That’s because the Internal Revenue Service finally published the rules for the repeat purchase credit along with key details for taxpayers that had been missing since President Obama signed the legislation creating the program Nov. 6.
The IRS posted its revised Form 5405 on its website ( www.irs.gov) on Jan. 15, six weeks after the agency warned taxpayers not to file claims for the $6,500 credit without using the revised form and new instructions.
The repeat buyer credit — inelegantly dubbed the “long-time resident of the same main home” credit by the IRS — supplements the popular $8,000 credit for first-time buyers. Homeowners who have occupied the same property as a principal residence for any five consecutive years during the previous eight years may now be able to claim a tax credit on a purchase of another home they intend to use as a principal residence.
The credit is for as much as 10% of the price of the replacement home, capped at $6,500. The purchase contract must be dated from Nov. 7, 2009, to April 30, 2010, and the closing must occur no later than June 30. Members of the armed forces and federal diplomatic and intelligence personnel stationed overseas get an extra year to claim the credit.
The maximum purchase price on homes eligible for the credit is $800,000. Buyers are not required to sell their previous home, but they must be able to demonstrate that the replacement home they buy is or will be their principal residence.
The new IRS guidance answers key questions that had been uncertain from the legislative language alone. For example, they describe what documentation home buyers must submit along with their $6,500 credit claim. On 2009 and 2010 tax returns, buyers should attach:
* A copy of the signed HUD-1 settlement sheet, including contract sale price and date of closing. This is to document that the timing of the transaction meets the program’s requirements.

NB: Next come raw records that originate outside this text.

use anyhow::Result;
use clap::Parser;
use sahayak_relay::{telemetry::Telemetry, Cli, RelayConfig};
use tracing::info;

#[tokio::main]
async fn main() -> Result<()> {
    let telemetry = Telemetry::init()?;

    let cli = Cli::parse();
    let config = RelayConfig::try_from(cli)?;
    info!(
        listen_addr = %config.listen_addr,
        endpoint = %config.live.endpoint,
        model = %config.live.model,
        handshake_timeout_secs = config.live.handshake_timeout.as_secs(),
        "starting sahayak-relay"
    );

    sahayak_relay::run(config, telemetry.metrics_handle()).await
}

* Evidence of long-term ownership and occupancy of the previous home to meet the five consecutive years’ test. This can be property tax records, homeowners’ insurance records or IRS Form 1098 interest statements for the five-year period.
* For buyers claiming a credit on a newly constructed home, where a HUD-1 settlement sheet is not available, the IRS will accept a copy of the certificate of occupancy showing the buyers’ names, the property address and date.
* For buyers of mobile homes who are not able to get a settlement statement, the IRS will accept a copy of the executed retail sales contract showing the property’s address, purchase price and date of purchase.
All this extra documentation was required by Congress after reports that audits had uncovered widespread abuses by those seeking the $8,000 credit for first-time buyers. Among these were fictitious home purchases in which taxpayers or tax preparers sought — or obtained — credits on properties that never were sold or bought. This time around, the IRS says, it is going to rigorously investigate all claims filed, starting with a review of the documentation submitted.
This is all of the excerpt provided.